About this exercise:
The output should be every line below that includes the word "Multiplies".

Stored data entries:
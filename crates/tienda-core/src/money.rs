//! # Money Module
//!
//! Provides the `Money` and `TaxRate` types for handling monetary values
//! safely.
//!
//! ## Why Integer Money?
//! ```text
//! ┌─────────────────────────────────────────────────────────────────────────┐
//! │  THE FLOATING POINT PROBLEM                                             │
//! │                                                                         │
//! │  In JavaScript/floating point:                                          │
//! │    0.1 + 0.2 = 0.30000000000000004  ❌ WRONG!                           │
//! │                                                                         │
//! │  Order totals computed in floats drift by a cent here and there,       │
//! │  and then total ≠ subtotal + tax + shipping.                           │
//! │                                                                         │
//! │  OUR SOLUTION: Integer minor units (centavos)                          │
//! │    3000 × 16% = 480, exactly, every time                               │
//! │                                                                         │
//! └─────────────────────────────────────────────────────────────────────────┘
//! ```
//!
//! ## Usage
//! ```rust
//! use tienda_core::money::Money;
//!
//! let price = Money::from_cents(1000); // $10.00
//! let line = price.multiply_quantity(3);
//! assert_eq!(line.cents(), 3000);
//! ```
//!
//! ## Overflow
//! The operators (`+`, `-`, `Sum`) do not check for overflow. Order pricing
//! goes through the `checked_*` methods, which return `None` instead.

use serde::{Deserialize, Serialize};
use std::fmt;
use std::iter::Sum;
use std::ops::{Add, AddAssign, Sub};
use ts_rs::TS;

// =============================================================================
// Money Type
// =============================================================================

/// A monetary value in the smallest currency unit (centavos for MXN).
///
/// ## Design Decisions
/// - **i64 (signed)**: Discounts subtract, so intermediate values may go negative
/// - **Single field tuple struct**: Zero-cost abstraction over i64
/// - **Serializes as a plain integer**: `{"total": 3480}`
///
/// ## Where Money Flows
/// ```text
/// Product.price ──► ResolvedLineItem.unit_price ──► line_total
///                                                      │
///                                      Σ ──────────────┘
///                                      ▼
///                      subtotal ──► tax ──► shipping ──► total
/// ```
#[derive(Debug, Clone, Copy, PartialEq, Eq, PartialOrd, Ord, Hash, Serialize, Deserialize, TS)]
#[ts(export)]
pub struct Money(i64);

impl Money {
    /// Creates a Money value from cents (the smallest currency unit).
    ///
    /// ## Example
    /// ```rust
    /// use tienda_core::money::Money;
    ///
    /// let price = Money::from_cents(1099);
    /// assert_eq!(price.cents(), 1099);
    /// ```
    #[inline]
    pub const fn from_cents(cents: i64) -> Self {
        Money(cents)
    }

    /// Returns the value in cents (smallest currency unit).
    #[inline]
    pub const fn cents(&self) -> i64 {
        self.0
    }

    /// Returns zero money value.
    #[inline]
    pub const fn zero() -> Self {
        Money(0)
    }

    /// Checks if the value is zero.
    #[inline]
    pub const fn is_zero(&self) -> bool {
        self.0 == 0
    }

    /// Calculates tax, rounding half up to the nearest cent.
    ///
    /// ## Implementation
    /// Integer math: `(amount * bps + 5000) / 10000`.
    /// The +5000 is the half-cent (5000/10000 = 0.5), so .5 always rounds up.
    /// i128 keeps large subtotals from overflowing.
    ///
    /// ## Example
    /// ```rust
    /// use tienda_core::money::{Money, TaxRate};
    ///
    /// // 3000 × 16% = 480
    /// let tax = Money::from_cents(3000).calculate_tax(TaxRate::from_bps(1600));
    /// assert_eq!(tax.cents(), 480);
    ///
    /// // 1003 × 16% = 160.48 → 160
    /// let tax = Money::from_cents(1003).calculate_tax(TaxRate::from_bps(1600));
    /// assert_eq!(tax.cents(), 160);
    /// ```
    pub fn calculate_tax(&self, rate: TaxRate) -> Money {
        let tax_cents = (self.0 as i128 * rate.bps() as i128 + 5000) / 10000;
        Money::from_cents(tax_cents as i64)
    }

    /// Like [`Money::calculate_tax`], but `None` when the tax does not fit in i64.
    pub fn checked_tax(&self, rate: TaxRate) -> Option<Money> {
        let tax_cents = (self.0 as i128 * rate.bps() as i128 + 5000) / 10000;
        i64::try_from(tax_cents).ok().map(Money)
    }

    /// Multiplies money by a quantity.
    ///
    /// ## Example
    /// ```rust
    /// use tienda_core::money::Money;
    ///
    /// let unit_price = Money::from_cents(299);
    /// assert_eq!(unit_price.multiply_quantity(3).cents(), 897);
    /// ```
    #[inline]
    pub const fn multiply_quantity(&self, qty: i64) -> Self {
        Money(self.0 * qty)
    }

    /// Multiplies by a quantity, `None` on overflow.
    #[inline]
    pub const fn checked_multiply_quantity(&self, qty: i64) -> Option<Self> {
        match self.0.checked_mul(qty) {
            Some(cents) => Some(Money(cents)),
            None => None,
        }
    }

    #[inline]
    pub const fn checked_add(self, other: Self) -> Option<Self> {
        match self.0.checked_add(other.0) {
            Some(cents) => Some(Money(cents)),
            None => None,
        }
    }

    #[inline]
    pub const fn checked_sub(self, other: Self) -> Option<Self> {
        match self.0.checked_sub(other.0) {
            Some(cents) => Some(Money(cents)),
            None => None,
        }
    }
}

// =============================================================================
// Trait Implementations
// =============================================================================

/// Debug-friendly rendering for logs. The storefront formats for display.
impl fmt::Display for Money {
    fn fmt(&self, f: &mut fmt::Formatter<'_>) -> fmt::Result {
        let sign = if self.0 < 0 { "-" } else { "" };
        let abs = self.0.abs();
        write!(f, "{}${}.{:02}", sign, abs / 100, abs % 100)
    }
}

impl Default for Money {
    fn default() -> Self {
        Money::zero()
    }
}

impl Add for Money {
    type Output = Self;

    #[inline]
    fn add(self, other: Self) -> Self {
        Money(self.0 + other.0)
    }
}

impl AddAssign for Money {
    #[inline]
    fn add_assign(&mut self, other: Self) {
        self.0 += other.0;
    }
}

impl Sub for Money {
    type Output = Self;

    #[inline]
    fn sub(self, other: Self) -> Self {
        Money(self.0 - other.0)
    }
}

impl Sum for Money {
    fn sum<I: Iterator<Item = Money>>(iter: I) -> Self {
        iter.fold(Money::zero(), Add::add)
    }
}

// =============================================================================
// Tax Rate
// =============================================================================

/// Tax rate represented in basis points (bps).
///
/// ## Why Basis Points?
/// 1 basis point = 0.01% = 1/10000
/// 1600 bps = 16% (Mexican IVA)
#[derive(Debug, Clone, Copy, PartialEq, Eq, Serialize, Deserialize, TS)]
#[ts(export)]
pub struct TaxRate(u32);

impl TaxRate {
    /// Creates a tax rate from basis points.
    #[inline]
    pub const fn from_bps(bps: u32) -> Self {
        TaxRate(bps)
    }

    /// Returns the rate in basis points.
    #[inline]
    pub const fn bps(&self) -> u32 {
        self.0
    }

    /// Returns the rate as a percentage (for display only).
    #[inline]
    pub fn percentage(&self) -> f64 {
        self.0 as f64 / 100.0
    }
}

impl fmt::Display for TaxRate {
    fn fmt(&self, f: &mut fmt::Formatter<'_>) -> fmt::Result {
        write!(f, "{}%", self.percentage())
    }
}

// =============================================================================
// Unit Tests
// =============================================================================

Response box:
    /// Multiplies money by a quantity.
    /// Multiplies by a quantity, `None` on overflow.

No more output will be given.